Exercise brief. Once you reach the line containing "repository 59db8efd79f15687" in the entries below, write out that line and each one after it down to the line containing "pub enum HealthStatus", exactly and with nothing added.

Study material.
[Start of section]
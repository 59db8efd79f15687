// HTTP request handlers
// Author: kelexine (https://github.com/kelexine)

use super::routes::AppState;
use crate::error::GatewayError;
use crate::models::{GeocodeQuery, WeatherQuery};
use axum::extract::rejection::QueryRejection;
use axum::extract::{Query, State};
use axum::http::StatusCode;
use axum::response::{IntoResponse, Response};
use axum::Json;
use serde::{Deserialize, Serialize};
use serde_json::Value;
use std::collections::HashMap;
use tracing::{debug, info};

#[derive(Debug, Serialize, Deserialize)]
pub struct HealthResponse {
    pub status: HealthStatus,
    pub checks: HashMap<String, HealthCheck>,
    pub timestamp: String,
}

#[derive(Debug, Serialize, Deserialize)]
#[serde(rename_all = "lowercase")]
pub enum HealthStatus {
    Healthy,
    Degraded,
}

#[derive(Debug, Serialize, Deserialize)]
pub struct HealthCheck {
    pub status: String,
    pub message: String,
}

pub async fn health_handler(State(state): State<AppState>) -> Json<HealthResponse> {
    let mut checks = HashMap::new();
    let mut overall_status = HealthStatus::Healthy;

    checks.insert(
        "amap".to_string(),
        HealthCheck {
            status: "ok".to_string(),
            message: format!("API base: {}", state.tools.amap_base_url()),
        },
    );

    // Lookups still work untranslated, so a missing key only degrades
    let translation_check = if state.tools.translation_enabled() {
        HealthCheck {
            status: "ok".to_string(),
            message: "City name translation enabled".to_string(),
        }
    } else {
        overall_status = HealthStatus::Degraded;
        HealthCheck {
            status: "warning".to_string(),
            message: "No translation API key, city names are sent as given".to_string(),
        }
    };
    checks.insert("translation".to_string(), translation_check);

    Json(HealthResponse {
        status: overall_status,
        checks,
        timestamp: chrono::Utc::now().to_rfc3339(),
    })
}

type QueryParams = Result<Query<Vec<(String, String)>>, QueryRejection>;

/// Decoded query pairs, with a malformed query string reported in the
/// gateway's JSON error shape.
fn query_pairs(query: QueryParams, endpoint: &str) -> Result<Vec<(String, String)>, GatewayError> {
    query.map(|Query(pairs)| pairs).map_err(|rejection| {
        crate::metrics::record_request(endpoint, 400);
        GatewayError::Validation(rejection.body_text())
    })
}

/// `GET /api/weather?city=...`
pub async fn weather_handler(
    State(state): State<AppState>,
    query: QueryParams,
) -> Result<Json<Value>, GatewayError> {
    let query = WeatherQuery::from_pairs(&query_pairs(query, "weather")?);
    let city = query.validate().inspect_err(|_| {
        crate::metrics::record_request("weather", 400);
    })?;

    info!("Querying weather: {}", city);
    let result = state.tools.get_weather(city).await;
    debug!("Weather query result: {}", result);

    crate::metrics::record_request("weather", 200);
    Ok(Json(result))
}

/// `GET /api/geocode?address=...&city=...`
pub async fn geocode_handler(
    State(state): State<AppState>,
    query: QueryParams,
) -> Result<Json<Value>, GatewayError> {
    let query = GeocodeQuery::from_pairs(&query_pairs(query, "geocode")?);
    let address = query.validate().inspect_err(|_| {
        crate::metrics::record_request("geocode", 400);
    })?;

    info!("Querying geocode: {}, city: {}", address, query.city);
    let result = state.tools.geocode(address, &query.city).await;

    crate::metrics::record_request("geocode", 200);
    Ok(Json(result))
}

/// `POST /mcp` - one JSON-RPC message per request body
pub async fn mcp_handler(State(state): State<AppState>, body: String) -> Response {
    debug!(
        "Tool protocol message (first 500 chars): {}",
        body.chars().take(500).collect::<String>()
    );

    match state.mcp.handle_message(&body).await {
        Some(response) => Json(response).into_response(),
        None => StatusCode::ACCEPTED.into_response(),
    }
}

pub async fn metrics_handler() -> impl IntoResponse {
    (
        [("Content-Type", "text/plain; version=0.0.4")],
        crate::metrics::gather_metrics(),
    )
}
[End of section]
[Start of section]
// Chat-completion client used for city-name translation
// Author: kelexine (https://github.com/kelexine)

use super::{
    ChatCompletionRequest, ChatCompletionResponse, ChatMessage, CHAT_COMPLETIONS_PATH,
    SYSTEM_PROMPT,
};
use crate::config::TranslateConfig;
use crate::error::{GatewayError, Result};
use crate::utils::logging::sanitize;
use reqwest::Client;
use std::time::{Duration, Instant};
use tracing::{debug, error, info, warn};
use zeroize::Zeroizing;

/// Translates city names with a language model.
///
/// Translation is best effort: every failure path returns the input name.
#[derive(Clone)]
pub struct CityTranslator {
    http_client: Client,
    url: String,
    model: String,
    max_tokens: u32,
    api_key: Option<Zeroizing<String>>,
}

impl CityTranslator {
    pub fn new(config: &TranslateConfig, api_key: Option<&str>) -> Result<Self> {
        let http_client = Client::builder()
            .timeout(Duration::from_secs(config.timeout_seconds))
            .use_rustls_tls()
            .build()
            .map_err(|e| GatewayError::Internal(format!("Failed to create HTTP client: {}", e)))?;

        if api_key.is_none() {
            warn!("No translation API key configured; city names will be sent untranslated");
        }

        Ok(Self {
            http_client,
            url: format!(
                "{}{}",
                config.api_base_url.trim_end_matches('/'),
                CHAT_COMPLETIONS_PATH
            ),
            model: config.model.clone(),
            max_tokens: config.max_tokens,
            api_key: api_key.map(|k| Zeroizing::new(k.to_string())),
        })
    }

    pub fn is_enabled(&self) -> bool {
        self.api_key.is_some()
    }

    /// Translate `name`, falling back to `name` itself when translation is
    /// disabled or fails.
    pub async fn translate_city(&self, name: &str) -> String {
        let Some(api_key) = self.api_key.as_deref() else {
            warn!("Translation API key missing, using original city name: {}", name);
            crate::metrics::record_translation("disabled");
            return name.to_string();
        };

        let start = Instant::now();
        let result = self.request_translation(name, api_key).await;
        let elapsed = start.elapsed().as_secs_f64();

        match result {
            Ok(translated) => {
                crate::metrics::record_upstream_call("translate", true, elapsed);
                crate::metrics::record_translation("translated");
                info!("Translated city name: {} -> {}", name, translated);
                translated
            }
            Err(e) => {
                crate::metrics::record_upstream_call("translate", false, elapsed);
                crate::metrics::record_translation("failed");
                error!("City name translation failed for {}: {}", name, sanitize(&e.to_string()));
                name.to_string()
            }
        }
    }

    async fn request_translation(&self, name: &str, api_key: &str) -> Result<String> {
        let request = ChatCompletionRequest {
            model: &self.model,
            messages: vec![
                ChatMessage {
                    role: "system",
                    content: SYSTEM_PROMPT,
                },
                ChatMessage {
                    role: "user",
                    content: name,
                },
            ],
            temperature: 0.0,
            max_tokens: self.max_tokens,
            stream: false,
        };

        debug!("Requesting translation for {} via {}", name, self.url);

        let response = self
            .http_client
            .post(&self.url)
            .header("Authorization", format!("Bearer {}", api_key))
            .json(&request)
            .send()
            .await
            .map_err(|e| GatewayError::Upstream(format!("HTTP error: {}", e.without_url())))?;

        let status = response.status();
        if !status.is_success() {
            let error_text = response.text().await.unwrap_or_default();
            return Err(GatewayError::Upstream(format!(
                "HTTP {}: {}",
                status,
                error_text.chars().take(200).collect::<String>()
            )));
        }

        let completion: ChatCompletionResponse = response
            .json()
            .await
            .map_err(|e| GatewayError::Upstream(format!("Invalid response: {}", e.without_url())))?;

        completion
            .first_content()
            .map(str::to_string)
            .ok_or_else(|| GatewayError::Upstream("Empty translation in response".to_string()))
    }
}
[End of section]
[Start of section]
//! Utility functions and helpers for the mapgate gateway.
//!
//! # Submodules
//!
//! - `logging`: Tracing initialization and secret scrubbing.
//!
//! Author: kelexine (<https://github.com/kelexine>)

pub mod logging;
[End of section]
Response for this exercise.
repository 59db8efd79f15687
// HTTP request handlers
// Author: kelexine (https://github.com/kelexine)

use super::routes::AppState;
use crate::error::GatewayError;
use crate::models::{GeocodeQuery, WeatherQuery};
use axum::extract::rejection::QueryRejection;
use axum::extract::{Query, State};
use axum::http::StatusCode;
use axum::response::{IntoResponse, Response};
use axum::Json;
use serde::{Deserialize, Serialize};
use serde_json::Value;
use std::collections::HashMap;
use tracing::{debug, info};

#[derive(Debug, Serialize, Deserialize)]
pub struct HealthResponse {
    pub status: HealthStatus,
    pub checks: HashMap<String, HealthCheck>,
    pub timestamp: String,
}

#[derive(Debug, Serialize, Deserialize)]
#[serde(rename_all = "lowercase")]
pub enum HealthStatus {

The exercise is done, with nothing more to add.